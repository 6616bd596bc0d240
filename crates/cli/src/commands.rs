use anyhow::Context;
use chrono::NaiveDate;
use clap::{Args, Subcommand, ValueEnum};

use taskdash_core::store::TaskStore;
use taskdash_core::task::{Task, TaskDraft, TaskPatch, TaskPriority, TaskStatus};
use taskdash_core::view::{SortDirection, SortKey, StatusFilter, TaskStats, ViewQuery};

#[derive(Subcommand, Debug)]
pub enum Command {
    /// List tasks
    List(ListArgs),
    /// Show task counts
    Stats,
    /// Add a task
    Add(AddArgs),
    /// Mark a task as completed
    Complete { id: String },
    /// Mark a task as pending again
    Reopen { id: String },
    /// Change a task's fields
    Edit(EditArgs),
    /// Delete a task
    Delete { id: String },
}

#[derive(Args, Debug)]
pub struct ListArgs {
    #[arg(long, value_enum)]
    filter: Option<Filter>,
    #[arg(long, value_enum)]
    sort: Option<Sort>,
    /// Oldest or lowest priority first
    #[arg(long)]
    asc: bool,
    /// Only titles containing this text
    #[arg(long)]
    search: Option<String>,
}

#[derive(Args, Debug)]
pub struct AddArgs {
    title: String,
    #[arg(long)]
    description: Option<String>,
    /// Due date as YYYY-MM-DD
    #[arg(long)]
    due: Option<NaiveDate>,
    #[arg(long)]
    priority: Option<TaskPriority>,
}

#[derive(Args, Debug)]
pub struct EditArgs {
    id: String,
    #[arg(long)]
    title: Option<String>,
    #[arg(long)]
    description: Option<String>,
    #[arg(long, conflicts_with = "clear_due")]
    due: Option<NaiveDate>,
    #[arg(long)]
    clear_due: bool,
    #[arg(long)]
    priority: Option<TaskPriority>,
}

#[derive(ValueEnum, Clone, Copy, Debug)]
enum Filter {
    All,
    Pending,
    Completed,
}

#[derive(ValueEnum, Clone, Copy, Debug)]
enum Sort {
    Created,
    Priority,
}

impl Command {
    pub async fn execute(self, store: &TaskStore) -> anyhow::Result<()> {
        match self {
            Self::List(args) => {
                let query = ViewQuery::new()
                    .with_filter(match args.filter {
                        Some(Filter::Pending) => StatusFilter::Pending,
                        Some(Filter::Completed) => StatusFilter::Completed,
                        Some(Filter::All) | None => StatusFilter::All,
                    })
                    .with_sort(match args.sort {
                        Some(Sort::Priority) => SortKey::Priority,
                        Some(Sort::Created) | None => SortKey::CreatedAt,
                    })
                    .with_direction(if args.asc {
                        SortDirection::Asc
                    } else {
                        SortDirection::Desc
                    })
                    .with_search(args.search.unwrap_or_default());

                let tasks = store.view(&query).await;
                if tasks.is_empty() {
                    println!("No tasks found");
                }
                for task in &tasks {
                    print_task(task);
                }
            }
            Self::Stats => print_stats(&store.stats().await),
            Self::Add(args) => {
                let mut draft = TaskDraft::new(args.title)
                    .with_description(args.description.unwrap_or_default())
                    .with_priority(args.priority.unwrap_or_default());
                if let Some(due) = args.due {
                    draft = draft.with_due_date(due);
                }
                let task = store.add(draft).await.context("Failed to add task")?;
                println!("Added {}", task.id);
            }
            Self::Complete { id } => {
                store
                    .update_status(&id, TaskStatus::Completed)
                    .await
                    .with_context(|| format!("Failed to complete {}", id))?;
                println!("Completed {}", id);
            }
            Self::Reopen { id } => {
                store
                    .update_status(&id, TaskStatus::Pending)
                    .await
                    .with_context(|| format!("Failed to reopen {}", id))?;
                println!("Reopened {}", id);
            }
            Self::Edit(args) => {
                let mut patch = TaskPatch::default();
                if let Some(title) = args.title {
                    patch = patch.with_title(title);
                }
                if let Some(description) = args.description {
                    patch = patch.with_description(description);
                }
                if args.clear_due {
                    patch = patch.with_due_date(None);
                } else if let Some(due) = args.due {
                    patch = patch.with_due_date(Some(due));
                }
                if let Some(priority) = args.priority {
                    patch = patch.with_priority(priority);
                }
                store
                    .update(&args.id, patch)
                    .await
                    .with_context(|| format!("Failed to edit {}", args.id))?;
                println!("Updated {}", args.id);
            }
            Self::Delete { id } => {
                store
                    .remove(&id)
                    .await
                    .with_context(|| format!("Failed to delete {}", id))?;
                println!("Deleted {}", id);
            }
        }
        Ok(())
    }
}

fn print_task(task: &Task) {
    let mark = match task.status {
        TaskStatus::Completed => "x",
        TaskStatus::Pending => " ",
    };
    let due = task
        .due_date
        .map(|d| d.format("%b %-d, %Y").to_string())
        .unwrap_or_else(|| "-".to_string());
    println!(
        "[{}] {:<6} {:<14} {}  ({})",
        mark,
        task.priority.as_str(),
        due,
        task.title,
        task.id
    );
    if !task.description.is_empty() {
        println!("           {}", task.description);
    }
}

fn print_stats(stats: &TaskStats) {
    println!("Total tasks:   {}", stats.total);
    println!("Completed:     {}", stats.completed);
    println!("Pending:       {}", stats.pending);
    println!("High priority: {}", stats.high_priority);
}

______

HOW TO COMPLETE THIS TASK: Print the listing above from its first line through the line with "pub struct ListArgs", and stop there.

OUTPUT OF THE EXERCISE:
repository 6616bd596bc0d240
filename crates/cli/src/commands.rs
use anyhow::Context;
use chrono::NaiveDate;
use clap::{Args, Subcommand, ValueEnum};

use taskdash_core::store::TaskStore;
use taskdash_core::task::{Task, TaskDraft, TaskPatch, TaskPriority, TaskStatus};
use taskdash_core::view::{SortDirection, SortKey, StatusFilter, TaskStats, ViewQuery};

#[derive(Subcommand, Debug)]
pub enum Command {
    /// List tasks
    List(ListArgs),
    /// Show task counts
    Stats,
    /// Add a task
    Add(AddArgs),
    /// Mark a task as completed
    Complete { id: String },
    /// Mark a task as pending again
    Reopen { id: String },
    /// Change a task's fields
    Edit(EditArgs),
    /// Delete a task
    Delete { id: String },
}

#[derive(Args, Debug)]
pub struct ListArgs {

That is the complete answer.